WSJ and CNN both reporting it's going to be Amy Coney Barrett.

Judge ACB is a female Scalia.

 She a stalwart federalist and  foe of Roe cut from much different judicial cloth than RBG was.

I think ACB will be confirmed which needless to say will alarm and infuriate   liberals throughout the nation.

"Fasten your seat belts."

Yes, I expect so. 

ACB is both more conservative than me and more religious, but to tip my hand, I am also a practicing Catholic and so I was very frustrated when Feinstein appeared to be pushing for a religious test in her confirmation hearing to the Circuit Court.  As well as the general strategy of "character assassination" rather than "reasoned objection" that seems to be part of the gameplan with these things.  I was actually a former Democrat and deregistered to independent a few years ago over stuff life this.  I usually avoid politics threads here but joined this one against my better judgement because I felt I needed to go on record on this particular issue. 

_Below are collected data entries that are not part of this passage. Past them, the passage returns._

//! Rule-based valence scoring over a word lexicon.
//!
//! Each token found in the lexicon contributes its mean valence, adjusted by
//! the words just before it (boosters, dampeners, negations), by capitalised
//! emphasis and by a contrastive "but". The per-token valences are summed,
//! bumped for `!`/`?` emphasis and squashed into [-1, 1].

use std::collections::HashMap;
use std::fs;
use std::path::Path;

use crate::error::{Result, VerdictError};
use crate::scorer::{ScoreResult, SentimentScorer};

const B_INCR: f64 = 0.293;
const B_DECR: f64 = -0.293;
const C_INCR: f64 = 0.733;
const N_SCALAR: f64 = -0.74;
const ALPHA: f64 = 15.0;

const NEGATIONS: &[&str] = &[
  "aint", "arent", "cannot", "cant", "couldnt", "darent", "didnt", "doesnt", "ain't", "aren't", "can't",
  "couldn't", "daren't", "didn't", "doesn't", "dont", "hadnt", "hasnt", "havent", "isnt", "mightnt",
  "mustnt", "neither", "don't", "hadn't", "hasn't", "haven't", "isn't", "mightn't", "mustn't", "neednt",
  "needn't", "never", "none", "nope", "nor", "not", "nothing", "nowhere", "oughtnt", "shant", "shouldnt",
  "uhuh", "wasnt", "werent", "oughtn't", "shan't", "shouldn't", "uh-uh", "wasn't", "weren't", "without",
  "wont", "wouldnt", "won't", "wouldn't", "rarely", "seldom", "despite",
];

const BOOSTERS: &[&str] = &[
  "absolutely", "amazingly", "awfully", "completely", "considerable", "considerably", "decidedly",
  "deeply", "effing", "enormous", "enormously", "entirely", "especially", "exceptional",
  "exceptionally", "extreme", "extremely", "fabulously", "flipping", "flippin", "frackin", "fracking",
  "fricking", "frickin", "frigging", "friggin", "fully", "fuckin", "fucking", "fuggin", "fugging",
  "greatly", "hella", "highly", "hugely", "incredible", "incredibly", "intensely", "major", "majorly",
  "more", "most", "particularly", "purely", "quite", "really", "remarkably", "so", "substantially",
  "thoroughly", "total", "totally", "tremendous", "tremendously", "uber", "unbelievably", "unusually",
  "utter", "utterly", "very",
];

const DAMPENERS: &[&str] = &[
  "almost", "barely", "hardly", "kinda", "kindof", "kind-of", "less", "little", "marginal",
  "marginally", "occasional", "occasionally", "partly", "scarce", "scarcely", "slight", "slightly",
  "somewhat", "sorta", "sortof", "sort-of",
];

/// Token to mean valence
#[derive(Debug, Clone, Default)]
pub struct Lexicon {
  entries: HashMap<String, f64>,
}

impl Lexicon {
  /// Load a `token<TAB>mean<TAB>...` file. Blank and malformed lines are
  /// skipped; a missing file is a startup error.
  pub fn load(path: &Path) -> Result<Self> {
    if !path.exists() {
      return Err(VerdictError::missing_resource("vader_lexicon", path));
    }

    let content = fs::read_to_string(path)?;
    let entries = content
      .lines()
      .filter_map(|line| {
        let mut fields = line.trim_end().split('\t');
        let token = fields.next()?.trim();
        let mean = fields.next()?.trim().parse::<f64>().ok()?;
        (!token.is_empty()).then(|| (token.to_string(), mean))
      })
      .collect();

    Ok(Self { entries })
  }

  pub fn from_entries<I, S>(entries: I) -> Self
  where
    I: IntoIterator<Item = (S, f64)>,
    S: Into<String>,
  {
    Self { entries: entries.into_iter().map(|(token, mean)| (token.into(), mean)).collect() }
  }

  pub fn get(&self, token: &str) -> Option<f64> {
    self.entries.get(token).copied()
  }

  pub fn contains(&self, token: &str) -> bool {
    self.entries.contains_key(token)
  }

  pub fn len(&self) -> usize {
    self.entries.len()
  }

  pub fn is_empty(&self) -> bool {
    self.entries.is_empty()
  }
}

/// Normalized score plus the positive/negative/neutral proportions
#[derive(Debug, Clone, Copy, PartialEq, Default)]
pub struct PolarityScores {
  pub compound: f64,
  pub positive: f64,
  pub negative: f64,
  pub neutral: f64,
}

pub struct LexiconScorer {
  lexicon: Lexicon,
}

impl LexiconScorer {
  pub fn new(lexicon: Lexicon) -> Self {
    Self { lexicon }
  }

  pub fn load(path: &Path) -> Result<Self> {
    Ok(Self::new(Lexicon::load(path)?))
  }

  pub fn lexicon(&self) -> &Lexicon {
    &self.lexicon
  }

  pub fn polarity_scores(&self, text: &str) -> PolarityScores {
    let tokens = tokenize(text);
    let lower: Vec<String> = tokens.iter().map(|t| t.to_lowercase()).collect();
    let cap_diff = cap_differential(&tokens);

    let mut sentiments = Vec::with_capacity(tokens.len());
    for (i, token) in lower.iter().enumerate() {
      let starts_kind_of = token == "kind" && lower.get(i + 1).is_some_and(|next| next == "of");
      if starts_kind_of || booster_scalar(token).is_some() {
        sentiments.push(0.0);
        continue;
      }
      sentiments.push(self.valence(&tokens, &lower, i, cap_diff));
    }

    but_check(&lower, &mut sentiments);
    score_valence(&sentiments, text)
  }

  fn valence(&self, tokens: &[&str], lower: &[String], i: usize, cap_diff: bool) -> f64 {
    let Some(mean) = self.lexicon.get(&lower[i]) else {
      return 0.0;
    };
    let mut valence = mean;

    // "no" next to another lexicon word acts as a negator, not a sentiment word
    if lower[i] == "no" && lower.get(i + 1).is_some_and(|next| self.lexicon.contains(next)) {
      valence = 0.0;
    }
    if (i > 0 && lower[i - 1] == "no")
      || (i > 1 && lower[i - 2] == "no")
      || (i > 2 && lower[i - 3] == "no" && (lower[i - 1] == "or" || lower[i - 1] == "nor"))
    {
      valence = mean * N_SCALAR;
    }

    if is_upper(tokens[i]) && cap_diff {
      valence += if valence > 0.0 { C_INCR } else { -C_INCR };
    }

    for distance in 0..3 {
      if i <= distance {
        break;
      }
      let prev = i - (distance + 1);
      if self.lexicon.contains(&lower[prev]) {
        continue;
      }
      let mut scalar = scalar_inc_dec(tokens[prev], &lower[prev], valence, cap_diff);
      if distance == 1 {
        scalar *= 0.95;
      } else if distance == 2 {
        scalar *= 0.9;
      }
      valence += scalar;
      valence = negation_check(valence, lower, distance, i);
    }

    least_check(valence, lower, i, &self.lexicon)
  }
}

impl SentimentScorer for LexiconScorer {
  fn score(&mut self, cleaned_text: &str) -> anyhow::Result<ScoreResult> {
    Ok(ScoreResult::Compound(self.polarity_scores(cleaned_text).compound))
  }
}

/// Whitespace tokens with surrounding punctuation removed; one-character
/// tokens carry no valence and are dropped.
fn tokenize(text: &str) -> Vec<&str> {
  text
    .split_whitespace()
    .filter(|token| token.chars().count() > 1)
    .map(|token| {
      let stripped = token.trim_matches(|c: char| c.is_ascii_punctuation());
      if stripped.chars().count() > 1 {
        stripped
      } else {
        token
      }
    })
    .collect()
}

fn is_upper(token: &str) -> bool {
  token.chars().any(char::is_alphabetic) && !token.chars().any(char::is_lowercase)
}

/// True when some, but not all, tokens are shouted
fn cap_differential(tokens: &[&str]) -> bool {
  let shouted = tokens.iter().filter(|t| is_upper(t)).count();
  shouted > 0 && shouted < tokens.len()
}

fn booster_scalar(lower: &str) -> Option<f64> {
  if BOOSTERS.contains(&lower) {
    Some(B_INCR)
  } else if DAMPENERS.contains(&lower) {
    Some(B_DECR)
  } else {
    None
  }
}

fn scalar_inc_dec(token: &str, lower: &str, valence: f64, cap_diff: bool) -> f64 {
  let Some(mut scalar) = booster_scalar(lower) else {
    return 0.0;
  };
  if valence < 0.0 {
    scalar = -scalar;
  }
  if is_upper(token) && cap_diff {
    scalar += if valence > 0.0 { C_INCR } else { -C_INCR };
  }
  scalar
}

fn is_negation(lower: &str) -> bool {
  NEGATIONS.contains(&lower) || lower.contains("n't")
}

fn negation_check(valence: f64, lower: &[String], distance: usize, i: usize) -> f64 {
  let word = |offset: usize| lower[i - offset].as_str();
  match distance {
    0 if is_negation(word(1)) => valence * N_SCALAR,
    1 => {
      if word(2) == "never" && (word(1) == "so" || word(1) == "this") {
        valence * 1.25
      } else if word(2) == "without" && word(1) == "doubt" {
        valence
      } else if is_negation(word(2)) {
        valence * N_SCALAR
      } else {
        valence
      }
    }
    2 => {
      if (word(3) == "never" && (word(2) == "so" || word(2) == "this")) || word(1) == "so" || word(1) == "this" {
        valence * 1.25
      } else if word(3) == "without" && (word(2) == "doubt" || word(1) == "doubt") {
        valence
      } else if is_negation(word(3)) {
        valence * N_SCALAR
      } else {
        valence
      }
    }
    _ => valence,
  }
}

fn least_check(valence: f64, lower: &[String], i: usize, lexicon: &Lexicon) -> f64 {
  if i > 1 && lower[i - 1] == "least" && !lexicon.contains(&lower[i - 1]) {
    if lower[i - 2] != "at" && lower[i - 2] != "very" {
      return valence * N_SCALAR;
    }
  } else if i > 0 && lower[i - 1] == "least" && !lexicon.contains(&lower[i - 1]) {
    return valence * N_SCALAR;
  }
  valence
}

/// Sentiment after "but" dominates: scale earlier tokens down, later ones up
fn but_check(lower: &[String], sentiments: &mut [f64]) {
  let Some(pivot) = lower.iter().position(|w| w == "but") else {
    return;
  };
  for (i, sentiment) in sentiments.iter_mut().enumerate() {
    if i < pivot {
      *sentiment *= 0.5;
    } else if i > pivot {
      *sentiment *= 1.5;
    }
  }
}

fn punctuation_emphasis(text: &str) -> f64 {
  let exclamations = text.matches('!').count().min(4) as f64 * 0.292;
  let questions = match text.matches('?').count() {
    n @ 2..=3 => n as f64 * 0.18,
    n if n > 3 => 0.96,
    _ => 0.0,
  };
  exclamations + questions
}

fn normalize(score: f64) -> f64 {
  (score / (score * score + ALPHA).sqrt()).clamp(-1.0, 1.0)
}

fn round_to(value: f64, places: i32) -> f64 {
  let factor = 10f64.powi(places);
  (value * factor).round() / factor
}

fn score_valence(sentiments: &[f64], text: &str) -> PolarityScores {
  if sentiments.is_empty() {
    return PolarityScores::default();
  }

  let emphasis = punctuation_emphasis(text);
  let mut sum: f64 = sentiments.iter().sum();
  if sum > 0.0 {
    sum += emphasis;
  } else if sum < 0.0 {
    sum -= emphasis;
  }
  let compound = normalize(sum);

  let mut pos_sum = 0.0;
  let mut neg_sum = 0.0;
  let mut neu_count = 0.0;
  for &s in sentiments {
    if s > 0.0 {
      pos_sum += s + 1.0;
    } else if s < 0.0 {
      neg_sum += s - 1.0;
    } else {
      neu_count += 1.0;
    }
  }
  if pos_sum > neg_sum.abs() {
    pos_sum += emphasis;
  } else if pos_sum < neg_sum.abs() {
    neg_sum -= emphasis;
  }

  let total = pos_sum + neg_sum.abs() + neu_count;
  PolarityScores {
    compound: round_to(compound, 4),
    positive: round_to((pos_sum / total).abs(), 3),
    negative: round_to((neg_sum / total).abs(), 3),
    neutral: round_to((neu_count / total).abs(), 3),
  }
}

ACB is by all accounts a brilliant scholar, a principled jurist, a dedicated mother and a good person.  She's not Trump or McConnell.  If folks want to criticize her substantive work or judicial philosophy, that's fair game.  Attacking people's character (despite all objective evidence to the contrary), or their faith, or distorting their record is not the purpose of the "advice and consent" role of the Senate, and it has the potential to alienate a whole lot of swing voters that might not otherwise be aligned with Republicans on other issues. 

"No religious test shall ever be required as a qualification to any office or public trust under the United States."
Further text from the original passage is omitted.